▶ **Exercise**: Find the line that contains "file.templated_slice_to_source_slice(piece)"; then retype it and each line after it, exactly, through the final line of the data below.

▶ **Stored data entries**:

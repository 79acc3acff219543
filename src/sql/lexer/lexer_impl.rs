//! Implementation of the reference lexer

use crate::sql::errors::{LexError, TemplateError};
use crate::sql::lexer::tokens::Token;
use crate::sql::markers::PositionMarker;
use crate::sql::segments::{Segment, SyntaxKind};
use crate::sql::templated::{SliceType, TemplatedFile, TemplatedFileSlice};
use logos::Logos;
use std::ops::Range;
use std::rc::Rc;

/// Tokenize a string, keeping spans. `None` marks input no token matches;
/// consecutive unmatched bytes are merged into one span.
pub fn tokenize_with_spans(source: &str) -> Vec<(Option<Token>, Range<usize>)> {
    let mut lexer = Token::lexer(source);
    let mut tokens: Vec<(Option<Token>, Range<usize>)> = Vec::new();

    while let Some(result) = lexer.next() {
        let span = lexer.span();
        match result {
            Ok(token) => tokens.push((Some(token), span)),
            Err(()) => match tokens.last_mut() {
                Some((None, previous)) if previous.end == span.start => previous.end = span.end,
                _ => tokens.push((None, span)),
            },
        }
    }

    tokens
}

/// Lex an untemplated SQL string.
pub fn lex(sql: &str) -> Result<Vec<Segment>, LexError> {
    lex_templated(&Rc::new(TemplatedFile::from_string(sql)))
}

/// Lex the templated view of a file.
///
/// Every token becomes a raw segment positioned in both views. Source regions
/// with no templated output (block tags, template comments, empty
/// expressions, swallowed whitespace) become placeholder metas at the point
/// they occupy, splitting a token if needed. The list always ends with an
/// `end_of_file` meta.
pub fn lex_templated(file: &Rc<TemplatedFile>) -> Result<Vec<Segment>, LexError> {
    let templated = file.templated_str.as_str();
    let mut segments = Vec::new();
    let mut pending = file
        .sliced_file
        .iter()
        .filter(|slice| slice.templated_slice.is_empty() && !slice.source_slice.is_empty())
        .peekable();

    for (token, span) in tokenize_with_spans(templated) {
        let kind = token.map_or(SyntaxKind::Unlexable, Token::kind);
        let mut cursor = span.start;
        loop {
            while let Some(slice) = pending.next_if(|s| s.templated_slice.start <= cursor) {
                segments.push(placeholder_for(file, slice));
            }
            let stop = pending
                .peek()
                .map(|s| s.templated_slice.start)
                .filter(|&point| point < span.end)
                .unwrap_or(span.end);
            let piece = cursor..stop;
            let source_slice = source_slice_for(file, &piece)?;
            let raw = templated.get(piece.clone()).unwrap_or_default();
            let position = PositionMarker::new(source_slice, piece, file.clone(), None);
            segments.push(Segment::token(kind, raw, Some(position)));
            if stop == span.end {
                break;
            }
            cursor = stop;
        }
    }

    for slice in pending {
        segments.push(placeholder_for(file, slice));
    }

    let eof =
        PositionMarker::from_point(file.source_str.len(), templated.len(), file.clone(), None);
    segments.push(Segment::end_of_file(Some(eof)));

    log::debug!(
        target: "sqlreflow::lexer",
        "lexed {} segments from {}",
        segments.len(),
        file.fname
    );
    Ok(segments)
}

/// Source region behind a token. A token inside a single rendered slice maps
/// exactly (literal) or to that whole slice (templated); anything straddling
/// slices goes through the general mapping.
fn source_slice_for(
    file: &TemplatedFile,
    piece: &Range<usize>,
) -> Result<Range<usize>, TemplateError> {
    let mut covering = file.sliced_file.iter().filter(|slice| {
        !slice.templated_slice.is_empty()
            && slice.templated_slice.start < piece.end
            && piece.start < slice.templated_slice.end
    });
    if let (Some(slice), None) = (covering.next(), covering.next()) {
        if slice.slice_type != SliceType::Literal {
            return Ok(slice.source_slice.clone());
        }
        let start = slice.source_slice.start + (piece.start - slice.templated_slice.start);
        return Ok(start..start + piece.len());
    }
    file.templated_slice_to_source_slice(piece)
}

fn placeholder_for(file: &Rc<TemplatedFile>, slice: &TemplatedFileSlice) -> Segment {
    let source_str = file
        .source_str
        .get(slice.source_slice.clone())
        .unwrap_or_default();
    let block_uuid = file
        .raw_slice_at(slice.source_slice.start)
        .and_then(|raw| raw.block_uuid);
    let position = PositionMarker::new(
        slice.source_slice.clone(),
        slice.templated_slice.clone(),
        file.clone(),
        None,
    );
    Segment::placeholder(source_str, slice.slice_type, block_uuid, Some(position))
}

▶ **Result**:
    file.templated_slice_to_source_slice(piece)
}

fn placeholder_for(file: &Rc<TemplatedFile>, slice: &TemplatedFileSlice) -> Segment {
    let source_str = file
        .source_str
        .get(slice.source_slice.clone())
        .unwrap_or_default();
    let block_uuid = file
        .raw_slice_at(slice.source_slice.start)
        .and_then(|raw| raw.block_uuid);
    let position = PositionMarker::new(
        slice.source_slice.clone(),
        slice.templated_slice.clone(),
        file.clone(),
        None,
    );
    Segment::placeholder(source_str, slice.slice_type, block_uuid, Some(position))
}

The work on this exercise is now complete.